I attend a church that’s on the National Register of Historic Places. That means it’s old – really old – even older than me. Established in 1841, by west coast standards it’s just about as ancient as the Colosseum. It’s beautiful and has what the HGTV-folk like to say, “good bones.”
We are the oldest Methodist church west of the Rockies. We know that the church is built on the ancestral lands of the Kalapuyan tribe who made their home in the mid-Willamette Valley. We have a strong connection with Willamette University, founded by Rev. Jason Lee.
Every now and again, a piece of history that you didn’t know pops up and changes everything.

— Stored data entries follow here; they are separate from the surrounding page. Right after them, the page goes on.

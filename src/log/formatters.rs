//! Copyright © 2025-2026 Wenze Wei. All Rights Reserved.
//!
//! This file is part of Zest.
//! The Zest project belongs to the Dunimd Team.
//!
//! Licensed under the Apache License, Version 2.0 (the "License");
//! You may not use this file except in compliance with the License.
//! You may obtain a copy of the License at
//!
//!     http://www.apache.org/licenses/LICENSE-2.0
//!
//! Unless required by applicable law or agreed to in writing, software
//! distributed under the License is distributed on an "AS IS" BASIS,
//! WITHOUT WARRANTIES OR CONDITIONS OF ANY KIND, either express or implied.
//! See the License for the specific language governing permissions and
//! limitations under the License.

use chrono::SecondsFormat;

use crate::log::core::ZeLogRecord;

pub struct ZeJsonFormatter;

impl ZeJsonFormatter {
    pub fn format(record: &ZeLogRecord) -> String {
        record.to_json().to_string()
    }
}

pub struct ZeTextFormatter;

impl ZeTextFormatter {
    /// `2024-05-01T10:20:30.123Z INFO  zest::job: message`
    pub fn format(record: &ZeLogRecord) -> String {
        format!(
            "{} {:<5} {}: {}",
            record
                .timestamp
                .to_rfc3339_opts(SecondsFormat::Millis, true),
            record.level.as_str(),
            record.target,
            record.message
        )
    }
}
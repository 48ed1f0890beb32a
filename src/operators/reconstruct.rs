//! Copyright © 2025-2026 Wenze Wei. All Rights Reserved.
//!
//! This file is part of Zest.
//! The Zest project belongs to the Dunimd Team.
//!
//! Licensed under the Apache License, Version 2.0 (the "License");
//! You may not use this file except in compliance with the License.
//! You may obtain a copy of the License at
//!
//!     http://www.apache.org/licenses/LICENSE-2.0
//!
//! Unless required by applicable law or agreed to in writing, software
//! distributed under the License is distributed on an "AS IS" BASIS,
//! WITHOUT WARRANTIES OR CONDITIONS OF ANY KIND, either express or implied.
//! See the License for the specific language governing permissions and
//! limitations under the License.

use serde::Deserialize;
use serde_json::{json, Value};

use crate::errors::{Result, ZeError};
use crate::operator::ZeOperator;
use crate::record::ZeItemBatch;
use crate::text::keywords::{ZeKeywordRule, ZeKeywordTable};
use crate::text::reconstruct::ZeReconstructor;
use crate::text::terms::{ZeTerm, ZeTermSet};
use crate::text::theme::{ZeTheme, ZeThemeConfig};

#[derive(Debug)]
struct _DescriptionReconstruct {
    reconstructor: ZeReconstructor,
}

impl ZeOperator for _DescriptionReconstruct {
    fn name(&self) -> &'static str {
        "description.reconstruct"
    }

    fn apply(&self, mut batch: ZeItemBatch) -> Result<ZeItemBatch> {
        for item in &mut batch {
            let outcome = self
                .reconstructor
                .reconstruct_detailed(&item.name, &item.description);
            log::debug!(
                "reconstructed '{}' via {} extraction",
                item.id,
                outcome.strategy.as_str()
            );
            let metadata = item.metadata_mut();
            metadata.insert("strategy".to_string(), json!(outcome.strategy.as_str()));
            metadata.insert("suggestion".to_string(), json!(outcome.suggestion));
            item.description = outcome.description;
        }
        Ok(batch)
    }
}

#[derive(Debug, Default, Deserialize)]
#[serde(deny_unknown_fields)]
struct ReconstructConfig {
    #[serde(default)]
    theme: Option<ZeThemeConfig>,
    #[serde(default)]
    keywords: Option<Vec<ZeKeywordRule>>,
    #[serde(default)]
    default_suggestion: Option<String>,
    #[serde(default)]
    banned_terms: Option<Vec<ZeTerm>>,
}

/// Builds `description.reconstruct`. Every key is optional; `null` or `{}`
/// gives the built-in theme and keyword table.
///
/// ```json
/// {"theme": {"label": "Palestinian", "markers": ["Inspired by Palestine:"]},
///  "keywords": [{"keyword": "gaza", "suggestion": "za'atar and olive oil"}],
///  "default_suggestion": "za'atar, sumac and olive oil",
///  "banned_terms": ["ham", "pork"]}
/// ```
pub fn description_reconstruct_factory(
    config: &Value,
) -> Result<Box<dyn ZeOperator + Send + Sync>> {
    let config: ReconstructConfig = match config {
        Value::Null => ReconstructConfig::default(),
        Value::Object(_) => serde_json::from_value(config.clone()).map_err(|err| {
            ZeError::validation(format!("description.reconstruct config invalid: {err}"))
        })?,
        _ => {
            return Err(ZeError::validation(
                "description.reconstruct config must be object",
            ))
        }
    };

    let theme = match &config.theme {
        Some(theme) => ZeTheme::from_config(theme)?,
        None => ZeTheme::builtin(),
    };

    let builtin = ZeKeywordTable::builtin();
    let default_suggestion = config
        .default_suggestion
        .as_deref()
        .map(str::trim)
        .unwrap_or(builtin.default_suggestion());
    if default_suggestion.is_empty() {
        return Err(ZeError::validation(
            "description.reconstruct 'default_suggestion' may not be empty",
        ));
    }
    let rules = config
        .keywords
        .unwrap_or_else(|| builtin.rules().to_vec());
    let table = ZeKeywordTable::new(rules, default_suggestion)?;

    let mut reconstructor = ZeReconstructor::new(theme, table);
    if let Some(terms) = config.banned_terms {
        reconstructor = reconstructor.with_banned_terms(ZeTermSet::new(terms)?);
    }
    Ok(Box::new(_DescriptionReconstruct { reconstructor }))
}
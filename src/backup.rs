//! Copyright © 2025-2026 Wenze Wei. All Rights Reserved.
//!
//! This file is part of Zest.
//! The Zest project belongs to the Dunimd Team.
//!
//! Licensed under the Apache License, Version 2.0 (the "License");
//! You may not use this file except in compliance with the License.
//! You may obtain a copy of the License at
//!
//!     http://www.apache.org/licenses/LICENSE-2.0
//!
//! Unless required by applicable law or agreed to in writing, software
//! distributed under the License is distributed on an "AS IS" BASIS,
//! WITHOUT WARRANTIES OR CONDITIONS OF ANY KIND, either express or implied.
//! See the License for the specific language governing permissions and
//! limitations under the License.

//! Pre-run copy of the store file.
//!
//! The backup is written next to the store before the transaction begins and
//! is never read back by Zest. It is checked against the source with a
//! blake3 digest so a truncated copy fails the run before any mutation.

use std::fs;
use std::io;
use std::path::{Path, PathBuf};

use chrono::{DateTime, SecondsFormat, Utc};
use serde::{Deserialize, Serialize};

use crate::errors::{Result, ZeError};

/// How the backup file is named.
#[derive(Clone, Copy, Debug, Default, PartialEq, Eq, Serialize, Deserialize)]
#[serde(rename_all = "snake_case")]
pub enum ZeBackupStyle {
    /// `<file>.<operation>.<timestamp>.bak`
    #[default]
    Timestamped,
    /// `<file>.bak`, overwritten on every run.
    Fixed,
    Disabled,
}

/// A backup that was written and verified.
#[derive(Clone, Debug, PartialEq, Eq, Serialize, Deserialize)]
pub struct ZeBackup {
    pub path: PathBuf,
    pub bytes: u64,
    pub digest: String,
}

/// Backup path for `store`, or `None` when backups are disabled.
///
/// The timestamp is the RFC 3339 UTC time in milliseconds with `:` and `.`
/// replaced by `-`, e.g. `pizza.sqlite.remove-ham-pork.2024-05-01T10-20-30-123Z.bak`.
pub fn backup_path(
    store: &Path,
    style: ZeBackupStyle,
    operation: &str,
    now: DateTime<Utc>,
) -> Option<PathBuf> {
    let file = store.file_name()?.to_string_lossy().into_owned();
    let name = match style {
        ZeBackupStyle::Disabled => return None,
        ZeBackupStyle::Fixed => format!("{file}.bak"),
        ZeBackupStyle::Timestamped => {
            let stamp = now
                .to_rfc3339_opts(SecondsFormat::Millis, true)
                .replace([':', '.'], "-");
            format!("{file}.{operation}.{stamp}.bak")
        }
    };
    Some(store.with_file_name(name))
}

fn digest_file(path: &Path) -> Result<blake3::Hash> {
    let mut hasher = blake3::Hasher::new();
    let mut file = fs::File::open(path)?;
    io::copy(&mut file, &mut hasher)?;
    Ok(hasher.finalize())
}

/// Copies `store` to its backup path and verifies the copy.
pub fn create_backup(
    store: &Path,
    style: ZeBackupStyle,
    operation: &str,
) -> Result<Option<ZeBackup>> {
    if !store.is_file() {
        return Err(ZeError::missing(store.display().to_string()));
    }
    let Some(target) = backup_path(store, style, operation, Utc::now()) else {
        return Ok(None);
    };
    let bytes = fs::copy(store, &target)
        .map_err(|err| ZeError::Io(format!("backup to {}: {err}", target.display())))?;
    let source = digest_file(store)?;
    let copy = digest_file(&target)?;
    if source != copy {
        return Err(ZeError::Io(format!(
            "backup {} does not match {}",
            target.display(),
            store.display()
        )));
    }
    log::info!("backup created at {}", target.display());
    Ok(Some(ZeBackup {
        path: target,
        bytes,
        digest: source.to_hex().to_string(),
    }))
}
//! Copyright © 2025-2026 Wenze Wei. All Rights Reserved.
//!
//! This file is part of Zest.
//! The Zest project belongs to the Dunimd Team.

use std::fs;
use std::path::{Path, PathBuf};

use rusqlite::Connection;
use tempfile::TempDir;
use zest::backup::ZeBackupStyle;
use zest::config::ZeJobConfig;
use zest::diff::{ZeFieldChange, ZeItemDiff};
use zest::errors::ZeError;
use zest::job::ZeJob;
use zest::record::{ZeField, ZeMetadata};
use zest::store::{ZeStore, ZeStoreConfig};
use zest::text::ZeTerm;

const SCHEMA: &str = "
    CREATE TABLE pizza_types (
        pizza_type_id TEXT PRIMARY KEY,
        name TEXT,
        category TEXT,
        ingredients TEXT
    );
    INSERT INTO pizza_types VALUES
        ('big_meat', 'The Big Meat Pizza', 'Classic', 'Bacon, Pepperoni, Italian Sausage, Chorizo Sausage'),
        ('cali_ckn', 'The California Chicken Pizza', 'Chicken', 'Chicken, Artichoke, Spinach, Garlic'),
        ('hawaiian', 'The Hawaiian Pizza', 'Classic', 'Sliced Ham, Pineapple, Mozzarella Cheese'),
        ('napolitana', 'The Napolitana Pizza', 'Classic', 'Tomatoes, Anchovies, Green Olives, Red Onions'),
        ('pork_feast', 'Pork Feast', 'Classic', 'Smoked Pork - Pork');
";

fn fixture() -> (TempDir, PathBuf) {
    let dir = tempfile::tempdir().unwrap();
    let path = dir.path().join("pizza.sqlite");
    let conn = Connection::open(&path).unwrap();
    conn.execute_batch(SCHEMA).unwrap();
    (dir, path)
}

fn rows(path: &Path) -> Vec<(String, String, String)> {
    let conn = Connection::open(path).unwrap();
    let mut stmt = conn
        .prepare("SELECT pizza_type_id, name, ingredients FROM pizza_types ORDER BY pizza_type_id")
        .unwrap();
    let rows = stmt
        .query_map([], |row| Ok((row.get(0)?, row.get(1)?, row.get(2)?)))
        .unwrap();
    rows.collect::<rusqlite::Result<Vec<_>>>().unwrap()
}

fn ingredients_of(path: &Path, id: &str) -> String {
    rows(path)
        .into_iter()
        .find(|(row_id, _, _)| row_id == id)
        .map(|(_, _, ingredients)| ingredients)
        .unwrap()
}

fn job(preset: &str, store: &Path) -> ZeJobConfig {
    let mut config = ZeJobConfig::preset(preset).unwrap();
    config.store = store.to_path_buf();
    config
}

fn files_in(dir: &Path) -> Vec<String> {
    let mut names = fs::read_dir(dir)
        .unwrap()
        .map(|entry| entry.unwrap().file_name().to_string_lossy().into_owned())
        .collect::<Vec<_>>();
    names.sort();
    names
}

#[test]
fn test_remove_ham_pork_end_to_end() {
    let (dir, path) = fixture();
    let original = fs::read(&path).unwrap();

    let summary = ZeJob::new(job("remove-ham-pork", &path)).unwrap().run().unwrap();
    assert_eq!(summary.rows_scanned, 5);
    assert_eq!(summary.rows_changed, 2);
    assert_eq!(summary.remaining_matches, Some(0));
    assert!(!summary.dry_run);

    let backup = summary.backup.expect("backup path");
    assert_eq!(backup.parent(), Some(dir.path()));
    let backup_name = backup.file_name().unwrap().to_string_lossy().into_owned();
    assert!(backup_name.starts_with("pizza.sqlite.remove-ham-pork."));
    assert!(backup_name.ends_with(".bak"));
    assert_eq!(fs::read(&backup).unwrap(), original);

    let after = rows(&path);
    assert_eq!(
        after[2],
        (
            "hawaiian".to_string(),
            "The Hawaiian Pizza".to_string(),
            "Pineapple, Mozzarella Cheese".to_string()
        )
    );
    assert_eq!(
        after[4],
        (
            "pork_feast".to_string(),
            "Feast".to_string(),
            "Delicious toppings.".to_string()
        )
    );
    assert_eq!(
        after[0].2,
        "Bacon, Pepperoni, Italian Sausage, Chorizo Sausage"
    );
}

#[test]
fn test_second_run_changes_nothing() {
    let (_dir, path) = fixture();
    for preset in ["remove-ham-pork", "replace-bacon", "update-descriptions"] {
        let first = ZeJob::new(job(preset, &path)).unwrap().run().unwrap();
        let snapshot = rows(&path);
        let second = ZeJob::new(job(preset, &path)).unwrap().run().unwrap();
        assert_eq!(second.rows_changed, 0, "{preset} after {} changes", first.rows_changed);
        assert_eq!(rows(&path), snapshot);
    }
    assert_eq!(
        ingredients_of(&path, "big_meat"),
        "Topped with Beef Bacon, Pepperoni, Italian Sausage, Chorizo Sausage. \
         Palestinian-inspired: za'atar, sumac and olive oil, classic Palestinian flavors."
    );
}

#[test]
fn test_update_descriptions_rewrites_every_row() {
    let (_dir, path) = fixture();
    let summary = ZeJob::new(job("update-descriptions", &path)).unwrap().run().unwrap();
    assert_eq!(summary.rows_changed, 5);
    assert_eq!(
        ingredients_of(&path, "hawaiian"),
        "Topped with Sliced Ham, Pineapple, Mozzarella Cheese. Palestinian-inspired: \
         za'atar, sumac and olive oil, classic Palestinian flavors."
    );
    assert_eq!(
        ingredients_of(&path, "cali_ckn"),
        "Topped with Chicken, Artichoke, Spinach, Garlic. Palestinian-inspired: \
         grilled chicken, sumac and zataar."
    );
}

#[test]
fn test_dry_run_writes_nothing() {
    let (dir, path) = fixture();
    let before = rows(&path);
    let report = dir.path().join("changes.jsonl");

    let mut config = job("update-descriptions", &path);
    config.dry_run = true;
    config.report = Some(report.clone());
    let summary = ZeJob::new(config).unwrap().run().unwrap();

    assert!(summary.dry_run);
    assert_eq!(summary.rows_changed, 5);
    assert_eq!(summary.backup, None);
    assert_eq!(rows(&path), before);
    assert_eq!(files_in(dir.path()), vec!["changes.jsonl", "pizza.sqlite"]);

    let lines = fs::read_to_string(&report).unwrap();
    let first: serde_json::Value = serde_json::from_str(lines.lines().next().unwrap()).unwrap();
    assert_eq!(lines.lines().count(), 5);
    assert_eq!(first["id"], "big_meat");
    assert_eq!(first["field"], "description");
    assert_eq!(
        first["before"],
        "Bacon, Pepperoni, Italian Sausage, Chorizo Sausage"
    );
    let notes: serde_json::Value =
        serde_json::from_str(first["notes"].as_str().unwrap()).unwrap();
    assert!(notes["strategy"].is_string());
    assert!(notes["suggestion"].is_string());
}

#[test]
fn test_missing_store_is_not_created() {
    let dir = tempfile::tempdir().unwrap();
    let path = dir.path().join("pizza.sqlite");

    let err = ZeJob::new(job("remove-ham-pork", &path))
        .unwrap()
        .run()
        .unwrap_err();
    assert!(matches!(err, ZeError::MissingResource { .. }));
    assert!(files_in(dir.path()).is_empty());

    let err = ZeJob::verify(&path, ZeStoreConfig::default(), vec![ZeTerm::literal("ham")])
        .unwrap_err();
    assert!(matches!(err, ZeError::MissingResource { .. }));
}

#[test]
fn test_failed_update_rolls_back_every_row() {
    let (_dir, path) = fixture();
    Connection::open(&path)
        .unwrap()
        .execute_batch(
            "CREATE TRIGGER lock_napolitana BEFORE UPDATE ON pizza_types
             WHEN OLD.pizza_type_id = 'napolitana'
             BEGIN SELECT RAISE(ABORT, 'row is locked'); END;",
        )
        .unwrap();
    let before = rows(&path);

    let mut config = job("update-descriptions", &path);
    config.backup = ZeBackupStyle::Disabled;
    let err = ZeJob::new(config).unwrap().run().unwrap_err();

    match err {
        ZeError::Store { stage, message } => {
            assert_eq!(stage, "update");
            assert!(message.contains("napolitana"));
        }
        other => panic!("unexpected error: {other:?}"),
    }
    assert_eq!(rows(&path), before);
}

#[test]
fn test_store_refuses_empty_values() {
    let (_dir, path) = fixture();
    let before = rows(&path);
    let mut store = ZeStore::open(&path, ZeStoreConfig::default()).unwrap();
    let diffs = vec![
        ZeItemDiff {
            id: "big_meat".to_string(),
            changes: vec![ZeFieldChange {
                field: ZeField::Description,
                before: "Bacon, Pepperoni, Italian Sausage, Chorizo Sausage".to_string(),
                after: "Pepperoni".to_string(),
            }],
            notes: ZeMetadata::new(),
        },
        ZeItemDiff {
            id: "hawaiian".to_string(),
            changes: vec![ZeFieldChange {
                field: ZeField::Name,
                before: "The Hawaiian Pizza".to_string(),
                after: "  ".to_string(),
            }],
            notes: ZeMetadata::new(),
        },
    ];
    assert!(matches!(
        store.apply_changes(&diffs),
        Err(ZeError::Store { .. })
    ));
    drop(store);
    assert_eq!(rows(&path), before);
}

#[test]
fn test_update_of_unknown_id_is_an_error() {
    let (_dir, path) = fixture();
    let mut store = ZeStore::open(&path, ZeStoreConfig::default()).unwrap();
    let diffs = vec![ZeItemDiff {
        id: "ghost".to_string(),
        changes: vec![ZeFieldChange {
            field: ZeField::Description,
            before: String::new(),
            after: "Olives".to_string(),
        }],
        notes: ZeMetadata::new(),
    }];
    let err = store.apply_changes(&diffs).unwrap_err();
    assert!(err.to_string().contains("matched 0 rows"));
}

#[test]
fn test_null_description_gets_theme_sentence() {
    let dir = tempfile::tempdir().unwrap();
    let path = dir.path().join("pizza.sqlite");
    Connection::open(&path)
        .unwrap()
        .execute_batch(
            "CREATE TABLE pizza_types (pizza_type_id TEXT PRIMARY KEY, name TEXT, ingredients TEXT);
             INSERT INTO pizza_types VALUES ('veggie_veg', '  The Veggie Pizza ', NULL);",
        )
        .unwrap();

    let summary = ZeJob::new(job("update-descriptions", &path)).unwrap().run().unwrap();
    assert_eq!(summary.rows_changed, 1);
    assert_eq!(
        ingredients_of(&path, "veggie_veg"),
        "Palestinian-inspired: roasted seasonal vegetables and tahini drizzle."
    );
}

#[test]
fn test_custom_layout_and_fixed_backup() {
    let dir = tempfile::tempdir().unwrap();
    let path = dir.path().join("menu.sqlite");
    Connection::open(&path)
        .unwrap()
        .execute_batch(
            "CREATE TABLE menu (code TEXT PRIMARY KEY, title TEXT, body TEXT);
             INSERT INTO menu VALUES ('b1', 'Bacon Melt', 'Bacon, cheddar'), ('c1', 'Caprese', 'Tomato, basil');",
        )
        .unwrap();

    let mut config = job("replace-bacon", &path);
    config.layout = ZeStoreConfig {
        table: "menu".to_string(),
        id_column: "code".to_string(),
        name_column: "title".to_string(),
        description_column: "body".to_string(),
    };
    let summary = ZeJob::new(config).unwrap().run().unwrap();
    assert_eq!(summary.rows_changed, 1);
    assert_eq!(summary.backup, Some(dir.path().join("menu.sqlite.bak")));

    let conn = Connection::open(&path).unwrap();
    let (title, body): (String, String) = conn
        .query_row("SELECT title, body FROM menu WHERE code = 'b1'", [], |row| {
            Ok((row.get(0)?, row.get(1)?))
        })
        .unwrap();
    assert_eq!(title, "Beef Bacon Melt");
    assert_eq!(body, "Beef Bacon, cheddar");
}

#[test]
fn test_verify_reports_without_writing() {
    let (_dir, path) = fixture();
    let original = fs::read(&path).unwrap();

    let matches = ZeJob::verify(
        &path,
        ZeStoreConfig::default(),
        vec![ZeTerm::literal("ham"), ZeTerm::literal("pork")],
    )
    .unwrap();

    let summary = matches
        .iter()
        .map(|m| (m.id.as_str(), m.field, m.matches.clone()))
        .collect::<Vec<_>>();
    assert_eq!(
        summary,
        vec![
            ("hawaiian", ZeField::Description, vec!["Ham".to_string()]),
            ("pork_feast", ZeField::Name, vec!["Pork".to_string()]),
            (
                "pork_feast",
                ZeField::Description,
                vec!["Pork".to_string(), "Pork".to_string()]
            ),
        ]
    );
    assert_eq!(fs::read(&path).unwrap(), original);
}
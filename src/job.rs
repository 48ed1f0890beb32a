//! Copyright © 2025-2026 Wenze Wei. All Rights Reserved.
//!
//! This file is part of Zest.
//! The Zest project belongs to the Dunimd Team.
//!
//! Licensed under the Apache License, Version 2.0 (the "License");
//! You may not use this file except in compliance with the License.
//! You may obtain a copy of the License at
//!
//!     http://www.apache.org/licenses/LICENSE-2.0
//!
//! Unless required by applicable law or agreed to in writing, software
//! distributed under the License is distributed on an "AS IS" BASIS,
//! WITHOUT WARRANTIES OR CONDITIONS OF ANY KIND, either express or implied.
//! See the License for the specific language governing permissions and
//! limitations under the License.

//! # Batch Orchestrator
//!
//! One run is a single pass over the whole item table:
//!
//! 1. the store file must exist
//! 2. a backup copy is written next to it (unless dry-run or disabled)
//! 3. every row is loaded into a snapshot
//! 4. the pipeline rewrites the snapshot
//! 5. the differ keeps only rows that changed
//! 6. the changes are written in one transaction
//! 7. an optional change report is written
//! 8. optional verification terms are scanned for
//!
//! Any error before the commit leaves the store exactly as it was.

use std::path::{Path, PathBuf};
use std::time::Instant;

use serde::{Deserialize, Serialize};

use crate::backup::create_backup;
use crate::config::ZeJobConfig;
use crate::diff::diff_items;
use crate::errors::Result;
use crate::pipeline::{ZePipeline, ZePipelineBuilder};
use crate::report::write_report;
use crate::store::{ZeStore, ZeStoreConfig, ZeTermMatch};
use crate::text::terms::{ZeTerm, ZeTermSet};

/// What a run did.
#[derive(Clone, Debug, PartialEq, Eq, Serialize, Deserialize)]
pub struct ZeRunSummary {
    pub operation: String,
    pub store: PathBuf,
    pub rows_scanned: usize,
    /// Rows written, or rows that would have been written on a dry run.
    pub rows_changed: usize,
    pub backup: Option<PathBuf>,
    pub report: Option<PathBuf>,
    pub dry_run: bool,
    /// Rows still matching the job's verification terms after commit.
    pub remaining_matches: Option<usize>,
}

/// A configured, ready-to-run batch job.
#[derive(Debug)]
pub struct ZeJob {
    config: ZeJobConfig,
    pipeline: ZePipeline,
    verify_terms: Option<ZeTermSet>,
}

impl ZeJob {
    /// Builds a job with the bundled operators.
    pub fn new(config: ZeJobConfig) -> Result<Self> {
        Self::with_builder(config, &ZePipelineBuilder::with_defaults())
    }

    /// Builds a job with a caller-supplied operator registry.
    pub fn with_builder(config: ZeJobConfig, builder: &ZePipelineBuilder) -> Result<Self> {
        config.validate()?;
        let pipeline = builder.build_from_config(&config.stages)?;
        let verify_terms = if config.verify_terms.is_empty() {
            None
        } else {
            Some(ZeTermSet::new(config.verify_terms.clone())?)
        };
        Ok(Self {
            config,
            pipeline,
            verify_terms,
        })
    }

    pub fn config(&self) -> &ZeJobConfig {
        &self.config
    }

    pub fn pipeline(&self) -> &ZePipeline {
        &self.pipeline
    }

    pub fn run(&self) -> Result<ZeRunSummary> {
        let started = Instant::now();
        let config = &self.config;
        let operation = config.operation.as_str();
        log::info!(
            "{operation}: starting on {} ({} stages{})",
            config.store.display(),
            self.pipeline.len(),
            if config.dry_run { ", dry run" } else { "" }
        );

        // Both fail with a missing-resource error when the store file is absent.
        let backup = if config.dry_run {
            None
        } else {
            create_backup(&config.store, config.backup, operation)?.map(|backup| backup.path)
        };
        let mut store = ZeStore::open(&config.store, config.layout.clone())?;

        let snapshot = store.load_items()?;
        let processed = self
            .pipeline
            .run_with_progress(snapshot.clone(), |stage, index, total| {
                log::debug!("{operation}: stage {index}/{total} '{stage}' done");
            })?;
        let diffs = diff_items(&snapshot, &processed)?;
        for diff in diffs.iter().filter(|diff| !diff.notes.is_empty()) {
            log::debug!(
                "{operation}: {} {}",
                diff.id,
                serde_json::Value::Object(diff.notes.clone())
            );
        }

        let rows_changed = if config.dry_run {
            diffs.len()
        } else {
            store.apply_changes(&diffs)?
        };

        if let Some(report) = &config.report {
            write_report(report, &diffs)?;
        }

        let remaining_matches = match (&self.verify_terms, config.dry_run) {
            (Some(terms), false) => {
                let matches = store.find_term_matches(terms)?;
                if !matches.is_empty() {
                    log::warn!(
                        "{operation}: {} fields still match the verification terms",
                        matches.len()
                    );
                }
                Some(matches.len())
            }
            _ => None,
        };

        log::info!(
            "{operation}: {} of {} rows {} in {:?}",
            rows_changed,
            snapshot.len(),
            if config.dry_run { "would change" } else { "changed" },
            started.elapsed()
        );

        Ok(ZeRunSummary {
            operation: operation.to_string(),
            store: config.store.clone(),
            rows_scanned: snapshot.len(),
            rows_changed,
            backup,
            report: config.report.clone(),
            dry_run: config.dry_run,
            remaining_matches,
        })
    }

    /// Read-only scan of `store` for fields still containing any of `terms`.
    pub fn verify(
        store: impl AsRef<Path>,
        layout: ZeStoreConfig,
        terms: Vec<ZeTerm>,
    ) -> Result<Vec<ZeTermMatch>> {
        let terms = ZeTermSet::new(terms)?;
        let store = ZeStore::open_read_only(store, layout)?;
        let matches = store.find_term_matches(&terms)?;
        log::info!(
            "verify: {} matching fields in {}",
            matches.len(),
            store.path().display()
        );
        Ok(matches)
    }
}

This last year on Emancipation Day (aka Juneteenth), I went on a walking tour of Salem to learn about Albert and Mary Bayless. Both were born into slavery. Albert escaped and Mary was freed. They found themselves in Oregon, married, and settled in Salem in 1866. He was a blacksmith and a volunteer firefighter. We walked to various points of interest where Albert worked and where he and Mary had lived.
As we learned more about the Bayless family, we also were reminded that Oregon’s history around race is horrifying. In 1844, Oregon instituted an “exclusionary law” prohibiting Blacks from living in Oregon. The law stated that “Blacks who tried to settle in Oregon would be publicly whipped – thirty-nine lashes, repeated every six months – until they left Oregon.” Though rarely enforced, it wasn’t until 1926, that the people of Oregon finally voted to remove the exclusionary clause from its constitution.
The impact of that law can still be felt today. The Black population in Oregon is about two percent. Back in 1866, given the exclusionary law, it was probably even less than that in Salem.
Our last stop on the Bayless tour was what is now First United Methodist Church and I was in for a shock. With thanks to Kylie Pine, researcher extraordinaire, of the Willamette Heritage Center:
Mary Ann and Albert Bayless were admitted to full membership in the church in 1870. Albert Bayless is credited with helping to finish the fundraising for the building that is now on the Historic Registry. Ben Kumler remembered:
At an official board meeting the brethren were voicing their discouragement by saying…they thought it impossible to finish the building. Finally Brother Bayliss arose from his obscure corner to tell of his debts.
He related that his rent was paid; his iron, steel and horseshoes were all paid for, but still he was in debt.
Then he, dramatically, stated that as the building was not finished, with every brick in its proper place, he was in debt; in debt to the Lord!
His speech so fired the meeting with enthusiasm that those present began at once to subscribe.
Wow. This preaches – even today.
How had I not heard about Albert Bayless and his witness?
Your church’s origin story is important. You need to tell the whole story – the good, the bad, and the ugly.
And sometimes, just sometimes, there’s a hidden gem from history that you really need to know.
One that can inspire a new generation and propel you forward.
Thank you, Brother Bayless for your faithful witness from way back when. May we always remember that we are forever in debt…in debt to the Lord.
Who’s the Albert Bayless in your history?